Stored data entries
++++++

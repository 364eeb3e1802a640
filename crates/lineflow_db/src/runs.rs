//! Reconcile run journal.

use crate::error::{DbError, Result};
use crate::types::*;
use crate::LineflowDb;
use sqlx::sqlite::{SqliteConnection, SqliteRow};
use sqlx::Row;

/// Bump the run's chunk counter.
///
/// Chunk transactions call this first so they hold the write lock before
/// reading any item.
pub async fn touch_run(conn: &mut SqliteConnection, run_id: i64) -> Result<()> {
    let result = sqlx::query("UPDATE reconcile_runs SET chunks_started = chunks_started + 1 WHERE id = ?")
        .bind(run_id)
        .execute(&mut *conn)
        .await?;
    if result.rows_affected() == 0 {
        return Err(DbError::not_found(format!("reconcile run {run_id}")));
    }
    Ok(())
}

fn row_to_run(row: &SqliteRow) -> Result<ReconcileRun> {
    let count = |name: &str| -> u64 { row.get::<i64, _>(name).max(0) as u64 };
    let finished_at: Option<i64> = row.get("finished_at");
    Ok(ReconcileRun {
        id: row.get("id"),
        operation: row.get("operation"),
        source_name: row.get("source_name"),
        user_id: row.get("user_id"),
        accepted: count("accepted"),
        skipped: count("skipped"),
        failed: count("failed"),
        unmatched: count("unmatched"),
        chunks_started: count("chunks_started"),
        cancelled: row.get("cancelled"),
        started_at: LineflowDb::millis_to_datetime(row.get("started_at")),
        finished_at: finished_at.map(LineflowDb::millis_to_datetime),
    })
}

impl LineflowDb {
    /// Open a journal entry; returns the run id.
    pub async fn begin_run(&self, operation: &str, source_name: Option<&str>, user_id: &str) -> Result<i64> {
        let result = sqlx::query(
            "INSERT INTO reconcile_runs (operation, source_name, user_id, started_at) VALUES (?, ?, ?, ?)",
        )
        .bind(operation)
        .bind(source_name)
        .bind(user_id)
        .bind(Self::now_millis())
        .execute(&self.pool)
        .await?;
        Ok(result.last_insert_rowid())
    }

    /// Write final totals. A run can only be finished once.
    pub async fn finish_run(&self, run_id: i64, totals: RunTotals) -> Result<()> {
        let result = sqlx::query(
            r#"
            UPDATE reconcile_runs
            SET accepted = ?, skipped = ?, failed = ?, unmatched = ?, cancelled = ?, finished_at = ?
            WHERE id = ? AND finished_at IS NULL
            "#,
        )
        .bind(totals.accepted as i64)
        .bind(totals.skipped as i64)
        .bind(totals.failed as i64)
        .bind(totals.unmatched as i64)
        .bind(totals.cancelled)
        .bind(Self::now_millis())
        .bind(run_id)
        .execute(&self.pool)
        .await?;

        if result.rows_affected() == 0 {
            return Err(DbError::invalid_state(format!(
                "reconcile run {run_id} is unknown or already finished"
            )));
        }
        Ok(())
    }

    pub async fn get_run(&self, run_id: i64) -> Result<Option<ReconcileRun>> {
        let row = sqlx::query("SELECT * FROM reconcile_runs WHERE id = ?")
            .bind(run_id)
            .fetch_optional(&self.pool)
            .await?;
        row.as_ref().map(row_to_run).transpose()
    }

    /// Most recent runs first.
    pub async fn list_runs(&self, limit: u32) -> Result<Vec<ReconcileRun>> {
        let rows = sqlx::query("SELECT * FROM reconcile_runs ORDER BY id DESC LIMIT ?")
            .bind(limit as i64)
            .fetch_all(&self.pool)
            .await?;
        rows.iter().map(row_to_run).collect()
    }
}

#[cfg(test)]
mod tests {
    use super::*;
    use tempfile::TempDir;

    #[tokio::test]
    async fn test_run_lifecycle() {
        let tmp = TempDir::new().unwrap();
        let db = LineflowDb::open(tmp.path().join("test.db")).await.unwrap();

        let run_id = db.begin_run("create", Some("lote.csv"), "u1").await.unwrap();

        let mut conn = db.pool().acquire().await.unwrap();
        touch_run(&mut conn, run_id).await.unwrap();
        touch_run(&mut conn, run_id).await.unwrap();
        drop(conn);

        let totals = RunTotals {
            accepted: 3,
            skipped: 1,
            failed: 2,
            unmatched: 0,
            cancelled: false,
        };
        db.finish_run(run_id, totals).await.unwrap();

        let run = db.get_run(run_id).await.unwrap().unwrap();
        assert_eq!(run.operation, "create");
        assert_eq!(run.chunks_started, 2);
        assert_eq!(run.accepted, 3);
        assert_eq!(run.failed, 2);
        assert!(run.finished_at.is_some());

        // Second finish is rejected.
        assert!(db.finish_run(run_id, totals).await.is_err());
        assert_eq!(db.list_runs(10).await.unwrap().len(), 1);
    }

    #[tokio::test]
    async fn test_touch_unknown_run() {
        let tmp = TempDir::new().unwrap();
        let db = LineflowDb::open(tmp.path().join("test.db")).await.unwrap();
        let mut conn = db.pool().acquire().await.unwrap();
        assert!(matches!(touch_run(&mut conn, 99).await, Err(DbError::NotFound(_))));
    }
}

++++++

* _Work to be completed_: Set down every entry exactly as given.

* _Answer space_:
repository 364eeb3e1802a640
filename crates/lineflow_db/src/runs.rs
//! Reconcile run journal.

use crate::error::{DbError, Result};
use crate::types::*;
use crate::LineflowDb;
use sqlx::sqlite::{SqliteConnection, SqliteRow};
use sqlx::Row;

/// Bump the run's chunk counter.
///
/// Chunk transactions call this first so they hold the write lock before
/// reading any item.
pub async fn touch_run(conn: &mut SqliteConnection, run_id: i64) -> Result<()> {
    let result = sqlx::query("UPDATE reconcile_runs SET chunks_started = chunks_started + 1 WHERE id = ?")
        .bind(run_id)
        .execute(&mut *conn)
        .await?;
    if result.rows_affected() == 0 {
        return Err(DbError::not_found(format!("reconcile run {run_id}")));
    }
    Ok(())
}

fn row_to_run(row: &SqliteRow) -> Result<ReconcileRun> {
    let count = |name: &str| -> u64 { row.get::<i64, _>(name).max(0) as u64 };
    let finished_at: Option<i64> = row.get("finished_at");
    Ok(ReconcileRun {
        id: row.get("id"),
        operation: row.get("operation"),
        source_name: row.get("source_name"),
        user_id: row.get("user_id"),
        accepted: count("accepted"),
        skipped: count("skipped"),
        failed: count("failed"),
        unmatched: count("unmatched"),
        chunks_started: count("chunks_started"),
        cancelled: row.get("cancelled"),
        started_at: LineflowDb::millis_to_datetime(row.get("started_at")),
        finished_at: finished_at.map(LineflowDb::millis_to_datetime),
    })
}

impl LineflowDb {
    /// Open a journal entry; returns the run id.
    pub async fn begin_run(&self, operation: &str, source_name: Option<&str>, user_id: &str) -> Result<i64> {
        let result = sqlx::query(
            "INSERT INTO reconcile_runs (operation, source_name, user_id, started_at) VALUES (?, ?, ?, ?)",
        )
        .bind(operation)
        .bind(source_name)
        .bind(user_id)
        .bind(Self::now_millis())
        .execute(&self.pool)
        .await?;
        Ok(result.last_insert_rowid())
    }

    /// Write final totals. A run can only be finished once.
    pub async fn finish_run(&self, run_id: i64, totals: RunTotals) -> Result<()> {
        let result = sqlx::query(
            r#"
            UPDATE reconcile_runs
            SET accepted = ?, skipped = ?, failed = ?, unmatched = ?, cancelled = ?, finished_at = ?
            WHERE id = ? AND finished_at IS NULL
            "#,
        )
        .bind(totals.accepted as i64)
        .bind(totals.skipped as i64)
        .bind(totals.failed as i64)
        .bind(totals.unmatched as i64)
        .bind(totals.cancelled)
        .bind(Self::now_millis())
        .bind(run_id)
        .execute(&self.pool)
        .await?;

        if result.rows_affected() == 0 {
            return Err(DbError::invalid_state(format!(
                "reconcile run {run_id} is unknown or already finished"
            )));
        }
        Ok(())
    }

    pub async fn get_run(&self, run_id: i64) -> Result<Option<ReconcileRun>> {
        let row = sqlx::query("SELECT * FROM reconcile_runs WHERE id = ?")
            .bind(run_id)
            .fetch_optional(&self.pool)
            .await?;
        row.as_ref().map(row_to_run).transpose()
    }

    /// Most recent runs first.
    pub async fn list_runs(&self, limit: u32) -> Result<Vec<ReconcileRun>> {
        let rows = sqlx::query("SELECT * FROM reconcile_runs ORDER BY id DESC LIMIT ?")
            .bind(limit as i64)
            .fetch_all(&self.pool)
            .await?;
        rows.iter().map(row_to_run).collect()
    }
}

#[cfg(test)]
mod tests {
    use super::*;
    use tempfile::TempDir;

    #[tokio::test]
    async fn test_run_lifecycle() {
        let tmp = TempDir::new().unwrap();
        let db = LineflowDb::open(tmp.path().join("test.db")).await.unwrap();

        let run_id = db.begin_run("create", Some("lote.csv"), "u1").await.unwrap();

        let mut conn = db.pool().acquire().await.unwrap();
        touch_run(&mut conn, run_id).await.unwrap();
        touch_run(&mut conn, run_id).await.unwrap();
        drop(conn);

        let totals = RunTotals {
            accepted: 3,
            skipped: 1,
            failed: 2,
            unmatched: 0,
            cancelled: false,
        };
        db.finish_run(run_id, totals).await.unwrap();

        let run = db.get_run(run_id).await.unwrap().unwrap();
        assert_eq!(run.operation, "create");
        assert_eq!(run.chunks_started, 2);
        assert_eq!(run.accepted, 3);
        assert_eq!(run.failed, 2);
        assert!(run.finished_at.is_some());

        // Second finish is rejected.
        assert!(db.finish_run(run_id, totals).await.is_err());
        assert_eq!(db.list_runs(10).await.unwrap().len(), 1);
    }

    #[tokio::test]
    async fn test_touch_unknown_run() {
        let tmp = TempDir::new().unwrap();
        let db = LineflowDb::open(tmp.path().join("test.db")).await.unwrap();
        let mut conn = db.pool().acquire().await.unwrap();
        assert!(matches!(touch_run(&mut conn, 99).await, Err(DbError::NotFound(_))));
    }
}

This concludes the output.